Although we don't believe in timing the market or panicking over daily movements, we do like to keep an eye on market changes -- just in case they're material to our investing thesis.

The day after the markets rallied on the Federal Reserve announcement that it would begin tapering its bond-buying program, they are heading in the opposite direction today. The Dow Jones Industrial Average (INDEX: ^DJI) finished trading Wednesday up 292 points, or 1.84%, while the S&P 500 gained 1.66% and the Nasdaq rose 1.15%. As of 1 p.m. EST today, the Dow is down four points, or 0.02%, the S&P 500 is off by 0.16% and the Nasdaq has fallen 0.34%.

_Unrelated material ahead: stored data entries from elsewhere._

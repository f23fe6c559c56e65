//! REST API server for the research orchestrator
//!
//! Exposes the coordinator via HTTP endpoints; session persistence lives
//! behind this surface and is not this crate's concern.

use axum::{extract::State, http::StatusCode, routing::get, routing::post, Json, Router};
use serde::{Deserialize, Serialize};
use std::sync::Arc;
use tower_http::cors::CorsLayer;
use tracing::{error, info};

use crate::coordinator::Coordinator;
use crate::router::extract_stock_code;

/// =============================
/// Request Models
/// =============================

#[derive(Debug, Deserialize)]
pub struct ResearchRequest {
    pub message: String,
    /// Explicit stock code from the caller's UI; takes precedence over
    /// anything extracted from the message.
    pub stock_code: Option<String>,
    pub user_id: Option<String>,
}

/// =============================
/// Response Wrapper
/// =============================

#[derive(Debug, Serialize, Deserialize)]
pub struct ApiResponse {
    pub success: bool,
    pub data: Option<serde_json::Value>,
    pub error: Option<serde_json::Value>,
    pub request_id: String,
    pub timestamp: String,
}

impl ApiResponse {
    pub fn success<T: Serialize>(request_id: uuid::Uuid, data: T) -> Self {
        Self {
            success: true,
            data: serde_json::to_value(data).ok(),
            error: None,
            request_id: request_id.to_string(),
            timestamp: chrono::Utc::now().to_rfc3339(),
        }
    }

    pub fn error<T: Serialize>(request_id: uuid::Uuid, payload: T) -> Self {
        Self {
            success: false,
            data: None,
            error: serde_json::to_value(payload).ok(),
            request_id: request_id.to_string(),
            timestamp: chrono::Utc::now().to_rfc3339(),
        }
    }
}

/// =============================
/// API State
/// =============================

#[derive(Clone)]
pub struct ApiState {
    pub coordinator: Arc<Coordinator>,
}

/// Derive a stable request id from a caller-supplied identity, so repeated
/// calls from the same user correlate in logs.
fn stable_uuid_from_string(input: &str) -> uuid::Uuid {
    use sha2::{Digest, Sha256};

    let hash = Sha256::digest(input.as_bytes());
    let mut bytes = [0u8; 16];
    bytes.copy_from_slice(&hash[..16]);

    // Set UUID version (4) and variant (RFC4122) bits.
    bytes[6] = (bytes[6] & 0x0f) | 0x40;
    bytes[8] = (bytes[8] & 0x3f) | 0x80;

    uuid::Uuid::from_bytes(bytes)
}

/// =============================
/// Handlers
/// =============================

async fn research(
    State(state): State<ApiState>,
    Json(request): Json<ResearchRequest>,
) -> (StatusCode, Json<ApiResponse>) {
    let request_id = request
        .user_id
        .as_deref()
        .map(stable_uuid_from_string)
        .unwrap_or_else(uuid::Uuid::new_v4);

    // An explicit stock code from the caller is prepended so routing and
    // parameter building both see it.
    let message = match &request.stock_code {
        Some(code) if extract_stock_code(&request.message).is_none() => {
            format!("stock code: {code}\n{}", request.message)
        }
        _ => request.message.clone(),
    };

    info!(%request_id, "Research request received");

    match state.coordinator.run(&message).await {
        Ok(report) => (
            StatusCode::OK,
            Json(ApiResponse::success(request_id, report)),
        ),
        Err(e) => {
            error!(%request_id, error = %e, "Research request failed");
            let payload = Coordinator::error_payload(&e);
            (
                StatusCode::BAD_GATEWAY,
                Json(ApiResponse::error(request_id, payload)),
            )
        }
    }
}

async fn health() -> &'static str {
    "ok"
}

pub fn build_router(state: ApiState) -> Router {
    Router::new()
        .route("/api/v1/research", post(research))
        .route("/api/v1/health", get(health))
        .layer(CorsLayer::permissive())
        .with_state(state)
}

Today's move lower could be caused by a number of things, certainly including higher-than-expected initial unemployment claims. Analysts expected claims to come in around 337,000 for last week, but they actually hit 369,000. The unemployment picture was one of Federal Reserve Chairman Ben Bernanke's big talking points yesterday in public comments after the Federal Open Market Committee meeting ended. So this is certainly not one metric investors want to see perform poorly.

Let's take a look at a few individual stocks and see why they are joining the major indices in heading in the wrong direction.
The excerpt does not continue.